HB 1214-S2.E - DIGEST


(AS OF HOUSE 2ND READING 2/07/03)


Declares an intent to: (1) Develop a comprehensive prescription drug education and utilization system in Washington state that will ensure best prescribing practices and pharmaceutical use, reduce administrative burdens on providers, increase consumer understanding of and compliance with appropriate use of prescription drugs, help to control increases in consumer and state health care spending, and improve prescription drug purchasing through a sound evidence-based process that evaluates the therapeutic value and cost-effectiveness of prescription drugs; and

(2) Develop a program to promote access to affordable prescription drug coverage to low-income aged or disabled persons who do not otherwise have adequate coverage to purchase necessary and appropriate prescription drugs.

Creates the prescription drug quality improvement and purchasing board within the authority.

Provides that, to the extent funds are appropriated specifically for this purpose, and subject to any conditions placed on appropriations made for this purpose, the department shall design the medicaid prescription drug assistance program. Neither the benefits of, nor eligibility for, the program is considered to be an entitlement.

Declares that eligibility for this program is limited to persons: (1) Who are eligible for medicare or age sixty-five and older;

(2) Whose family income does not exceed two hundred percent of the federal poverty level as adjusted for family size and determined annually by the federal department of health and human services;

(3) Who do not otherwise have insurance that provides prescription drug coverage; and

(4) Who are not otherwise eligible under Title XIX of the federal social security act.

Declares that this program will be terminated within twelve months after implementation of a prescription drug benefit under Title XVIII of the social security act.

Requires the department to provide recommendations to the appropriate committees of the senate and house of representatives by November 15, 2003, on financing options available to support the medicaid prescription drug assistance program. In recommending financing options, the department shall explore every opportunity to maximize federal funding to support the program.

Requires the administrator to, directly or by interagency agreement or contract, establish and operate a statewide senior prescription drug information clearinghouse. The clearinghouse shall: (1) Promote access to necessary prescription drugs for persons over age sixty-five who reside in Washington state;

(2) Make information available on a statewide basis regarding private and public programs that provide financial assistance to seniors for the purchase of prescription drugs;

(3) Provide educational information about the preferred drug list and methods to purchase prescription drugs most cost-effectively and efficiently, including information about generic drugs and the potential for dangerous drug interactions; and

(4) Provide individual education and assistance regarding prescription drug financial assistance programs.

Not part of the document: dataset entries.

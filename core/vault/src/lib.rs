//! Encrypted vault sessions for gmanvault.
//!
//! This module provides:
//! - The container format (`[salt][token]`) with crash-safe rewrites
//! - Credential resolution from keyfiles or passwords
//! - An advisory lock record that keeps a container single-writer
//! - A private workspace holding the decrypted payload while a session is open
//! - `VaultSession`, which ties these together into open/decrypt/encrypt
//!
//! # Architecture
//! Everything here is synchronous blocking file I/O. Password derivation is
//! CPU-heavy; interactive callers should run [`VaultSession::open`] off
//! their UI thread.

pub mod config;
pub mod container;
pub mod credential;
pub mod lock;
pub mod session;
pub mod workspace;

pub use config::{VaultOptions, CONTAINER_EXTENSION};
pub use container::{Container, ContainerInfo};
pub use credential::{create_keyfile, load_keyfile, Credential};
pub use lock::{AdvisoryLock, LockGuard};
pub use session::{SessionState, VaultSession};
pub use workspace::Workspace;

Provides that, prior to July 1, 2005, the administrator shall provide for an evaluation of the effectiveness and potential continuation of the clearinghouse.

Directs the administrator to contract with an independent entity to evaluate the implementation and impacts of the prescription drug board's activities under this act.

Requires the results of the evaluation to be submitted to the governor and the legislature by January 1, 2007.

Declares that nothing in this act preempts state-owned or managed hospitals licensed under chapter 70.41 RCW from aggregate purchasing through other programs. These hospitals may choose to participate in the preferred drug list program under this act if drugs can be obtained at lower cost.

Does not apply to state purchased health care services that are purchased from or through managed care organizations, or group model health maintenance organizations that are accredited by the national committee for quality assurance.

Provides that the therapeutic consultation service operated by the department of social and health services, with the exception of the intensive benefits management and academic detailing components of the program, expires on July 1, 2005. However, the department shall terminate the therapeutic consultation service four brand limit program component earlier if, upon monitoring prescriber compliance with the preferred drug list and trends in the therapeutic consultation service four brand limit program component, the department determines the number of pharmacy claims that trigger the four brand edit exception under therapeutic consultation services is below the threshold indicated in the biennial omnibus operating budget bill for three consecutive months.

Provides that the act shall be null and void if appropriations are not approved.